The incoming National administration isn’t promising wholesale changes to the Employment Relations Act 2000. This in itself indicates a shift from the policy “pendulum swings” which have characterised this area over the last two decades.
National’s proposed reforms are targeting five key areas:
Small business protection: 90-day trial period
Businesses that employ fewer than 20 staff look set to gain stronger protection from personal grievances, with the introduction of an optional 90-day trial period.
National’s policy says that good faith requirements, Human Rights legislation, leave laws, health and safety provisions, rules of “natural justice” and mediations will still apply during the trial period.
Personal grievances often succeed (or are settled at mediation) because the employer has failed to follow requirements of “natural justice”. It will therefore be interesting to see how the eventual legislation preserves these rights, while at the same time creating an effective and reliable “personal grievance free” period.
National’s policy looks set to pull back some of the advantages that unions have gained under Labour, although its initial changes are relatively restrained.
The new government will allow union access to workplaces, but this will be subject to the employer’s consent (not to be unreasonably withheld). Again, the detail (not yet released) will be important, but National’s policy suggests employers may be given a broader ability to deny union access.
National has also said it will restore workers' rights to bargain collectively without having to belong to a union.
In the longer (and perhaps not so longer) term, we suspect National will push their reforms further, possibly targeting some of the “union friendly” changes made in late 2004, such as the restrictions against passing on collective terms to non-union members.
National has said that it will keep four weeks' leave, but allow employees to trade the fourth week for cash if they wish (this can only be at the employees request).
National is also promising to review the Holidays Act. That piece of legislation has been plagued by issues, and a review (with subsequent changes) is positive.
National’s promise to ensure the mediation service is “properly resourced” with “properly qualified” mediators is more than a hint of dissatisfaction with the current system.

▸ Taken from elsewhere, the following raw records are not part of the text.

//! Cache entry model.

use std::sync::Arc;

use serde_json::Value;

/// Result of a lookup in one tier or in a composite cache.
///
/// `Null` means an absence was cached on purpose (the key is known to have no
/// value). It is a hit: callers must not recompute the value.
#[derive(Debug, Clone, PartialEq)]
pub enum CacheEntry {
    /// Hit with a value.
    Value(Arc<Value>),
    /// Hit with an explicitly cached absence.
    Null,
    /// No entry.
    Miss,
}

impl CacheEntry {
    /// Wrap an owned value.
    pub fn value(value: Value) -> Self {
        Self::Value(Arc::new(value))
    }

    /// Build an entry from a stored slot, where `None` is a cached absence.
    pub fn from_slot(slot: Option<Arc<Value>>) -> Self {
        match slot {
            Some(value) => Self::Value(value),
            None => Self::Null,
        }
    }

    /// `true` for both `Value` and `Null`.
    pub fn is_hit(&self) -> bool {
        !matches!(self, Self::Miss)
    }

    pub fn is_miss(&self) -> bool {
        matches!(self, Self::Miss)
    }

    /// The cached value, if this is a hit with a value.
    pub fn as_value(&self) -> Option<&Arc<Value>> {
        match self {
            Self::Value(value) => Some(value),
            _ => None,
        }
    }

    pub fn into_value(self) -> Option<Arc<Value>> {
        match self {
            Self::Value(value) => Some(value),
            _ => None,
        }
    }

    /// The stored slot of a hit (`Some(None)` for a cached absence).
    pub fn into_slot(self) -> Option<Option<Arc<Value>>> {
        match self {
            Self::Value(value) => Some(Some(value)),
            Self::Null => Some(None),
            Self::Miss => None,
        }
    }
}
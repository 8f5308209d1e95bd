use crate::card::{Card, CardId};
use crate::clock::{format_timestamp, parse_timestamp};
use crate::error::{Result, StoreError};
use crate::scheduler::{ScheduledState, Stage};
use chrono::{NaiveDate, NaiveDateTime};
use rusqlite::types::{FromSql, FromSqlError, FromSqlResult, ToSqlOutput, Type, ValueRef};
use rusqlite::{Connection, Row, ToSql, params};
use std::path::{Path, PathBuf};

const CARD_COLUMNS: &str =
    "id, question, answer, created_at, next_review, stage, correct_count";

impl ToSql for Stage {
    fn to_sql(&self) -> rusqlite::Result<ToSqlOutput<'_>> {
        Ok(ToSqlOutput::from(i64::from(self.value())))
    }
}

impl FromSql for Stage {
    fn column_result(value: ValueRef<'_>) -> FromSqlResult<Self> {
        let raw = value.as_i64()?;
        u8::try_from(raw)
            .ok()
            .and_then(Stage::new)
            .ok_or(FromSqlError::OutOfRange(raw))
    }
}

fn timestamp_column(row: &Row, idx: usize) -> rusqlite::Result<NaiveDateTime> {
    let text: String = row.get(idx)?;
    parse_timestamp(&text)
        .map_err(|e| rusqlite::Error::FromSqlConversionFailure(idx, Type::Text, Box::new(e)))
}

fn card_from_row(row: &Row) -> rusqlite::Result<Card> {
    Ok(Card {
        id: row.get(0)?,
        question: row.get(1)?,
        answer: row.get(2)?,
        created_at: timestamp_column(row, 3)?,
        next_review: timestamp_column(row, 4)?,
        stage: row.get(5)?,
        correct_count: row.get(6)?,
    })
}

/// SQLite-backed card store
pub struct Storage {
    conn: Connection,
}

impl Storage {
    /// Open or create the database
    pub fn open(path: &Path) -> Result<Self> {
        let conn = Connection::open(path)?;
        log::debug!("Opened card database at {}", path.display());
        Self::with_connection(conn)
    }

    /// Open a throwaway database that lives only as long as the handle
    pub fn open_in_memory() -> Result<Self> {
        Self::with_connection(Connection::open_in_memory()?)
    }

    fn with_connection(conn: Connection) -> Result<Self> {
        conn.busy_timeout(std::time::Duration::from_secs(5))?;

        let storage = Storage { conn };
        storage.init_schema()?;

        Ok(storage)
    }

    /// Initialize database schema
    fn init_schema(&self) -> Result<()> {
        self.conn.execute_batch(
            "
            CREATE TABLE IF NOT EXISTS cards (
                id INTEGER PRIMARY KEY AUTOINCREMENT,
                question TEXT NOT NULL,
                answer TEXT NOT NULL,
                created_at TEXT NOT NULL,
                next_review TEXT NOT NULL,
                stage INTEGER NOT NULL DEFAULT 0,
                correct_count INTEGER NOT NULL DEFAULT 0
            );

            CREATE INDEX IF NOT EXISTS idx_cards_next_review ON cards(next_review);
            ",
        )?;

        Ok(())
    }

    /// Insert a new card that is due immediately.
    ///
    /// Empty question or answer text is accepted as-is.
    pub fn create_card(&self, question: &str, answer: &str, now: NaiveDateTime) -> Result<CardId> {
        let now = format_timestamp(now);

        self.conn.execute(
            "INSERT INTO cards (question, answer, created_at, next_review, stage, correct_count)
             VALUES (?1, ?2, ?3, ?3, ?4, 0)",
            params![question, answer, now, Stage::INITIAL],
        )?;

        let id = self.conn.last_insert_rowid();
        log::debug!("Created card {}", id);

        Ok(id)
    }

    /// Get a card by ID
    pub fn get_card(&self, id: CardId) -> Result<Option<Card>> {
        let card = self.conn.query_row(
            &format!("SELECT {CARD_COLUMNS} FROM cards WHERE id = ?1"),
            params![id],
            card_from_row,
        );

        match card {
            Ok(c) => Ok(Some(c)),
            Err(rusqlite::Error::QueryReturnedNoRows) => Ok(None),
            Err(e) => Err(e.into()),
        }
    }

    /// Cards with `next_review <= now`, most overdue first
    pub fn due_cards(&self, now: NaiveDateTime) -> Result<Vec<Card>> {
        let mut stmt = self.conn.prepare(&format!(
            "SELECT {CARD_COLUMNS}
             FROM cards
             WHERE next_review <= ?1
             ORDER BY next_review ASC, id ASC"
        ))?;

        let cards = stmt
            .query_map(params![format_timestamp(now)], card_from_row)?
            .collect::<rusqlite::Result<Vec<_>>>()?;

        Ok(cards)
    }

    /// Overwrite the scheduling fields of one card
    pub fn apply_update(&self, id: CardId, state: ScheduledState) -> Result<()> {
        let changed = self.conn.execute(
            "UPDATE cards SET
                stage = ?1,
                correct_count = ?2,
                next_review = ?3
             WHERE id = ?4",
            params![
                state.stage,
                state.correct_count,
                format_timestamp(state.next_review),
                id
            ],
        )?;

        if changed == 0 {
            return Err(StoreError::NotFound(id));
        }

        log::debug!(
            "Card {} now at stage {} ({} correct), next review {}",
            id,
            state.stage,
            state.correct_count,
            format_timestamp(state.next_review)
        );

        Ok(())
    }

    /// Total number of cards
    pub fn count_cards(&self) -> Result<usize> {
        let count: i64 = self
            .conn
            .query_row("SELECT COUNT(*) FROM cards", [], |row| row.get(0))?;
        Ok(count as usize)
    }

    /// Copy the database file to `backups/` once per day and prune old copies.
    ///
    /// Returns the path of the backup written today, or `None` when there was
    /// nothing to do.
    pub fn create_daily_backup(
        db_path: &Path,
        today: NaiveDate,
        keep: usize,
    ) -> Result<Option<PathBuf>> {
        if keep == 0 || !db_path.exists() {
            return Ok(None);
        }

        let dir = db_path
            .parent()
            .map(|p| p.join("backups"))
            .unwrap_or_else(|| PathBuf::from("backups"));
        let stem = db_path
            .file_stem()
            .and_then(|s| s.to_str())
            .unwrap_or("cards");
        let prefix = format!("{stem}-");

        std::fs::create_dir_all(&dir)?;

        let target = dir.join(format!("{prefix}{}.db", today.format("%Y-%m-%d")));
        let written = if target.exists() {
            None
        } else {
            std::fs::copy(db_path, &target)?;
            log::info!("Backed up card database to {}", target.display());
            Some(target)
        };

        // Date-stamped names sort chronologically
        let mut backups = Vec::new();
        for entry in std::fs::read_dir(&dir)? {
            let path = entry?.path();
            let is_ours = path
                .file_name()
                .and_then(|n| n.to_str())
                .and_then(|n| n.strip_prefix(&prefix))
                .and_then(|n| n.strip_suffix(".db"))
                .is_some_and(|date| NaiveDate::parse_from_str(date, "%Y-%m-%d").is_ok());
            if is_ours {
                backups.push(path);
            }
        }
        backups.sort();

        let excess = backups.len().saturating_sub(keep);
        for old in &backups[..excess] {
            std::fs::remove_file(old)?;
            log::info!("Removed old backup {}", old.display());
        }

        Ok(written)
    }
}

Greater resourcing of the service will be useful. However, in our experience the mediation service generally functions well, and we hope that any changes do not result in an exodus of skilled and experienced mediators.
Similarly, National’s policy suggests it will make the Employment Relations Authority more like a court, and allow certain cases to go straight to the Employment Court. It also appears there will be a broader right of appeal to the Court of Appeal.
There are certainly some case types where the Authority does not always function well, and some of these changes are likely to be very helpful. However, despite initial scepticism (mainly from lawyers!) the Authority works very well in the vast majority of cases. Simple matters can be dealt with faster and far less expensively than would be the case if a full court hearing was needed.
National has announced a “slimmed down” version of KiwiSaver, and has said it will repeal the amendments made in September 2008, which prevent KiwiSaver members from being disadvantaged as against non-members.
However, National says that it will change the law to ensure that employer contributions are made on top of existing pay, when employees join the scheme.
Transitional relief package
National plans a time-limited relief package for people who have been made redundant from a job they have held for at least six months and who as a consequence will either have to go on a benefit or rely on the income of a relatively low paid spouse or partner.
They will be eligible for:
- a Working for Families top-up equivalent to the in-work tax credit, and
- an increase of $100 in the maximum weekly accommodation supplement.
The assistance will be available for up to 16 weeks.
National has presented the policy as a response to the recession and says it will be available initially for two years at which time it will be monitored to determine whether it should be continued in whole or in part.
What we won’t be seeing
Under Labour, a number of changes had been introduced or announced which aimed to offer greater protection to casual and fixed term employees, dependent contractors and staff involved in a “triangular” employment relationship. Labour also intended to introduce compulsory redundancy compensation.
These proposed laws will not see the light of day under National.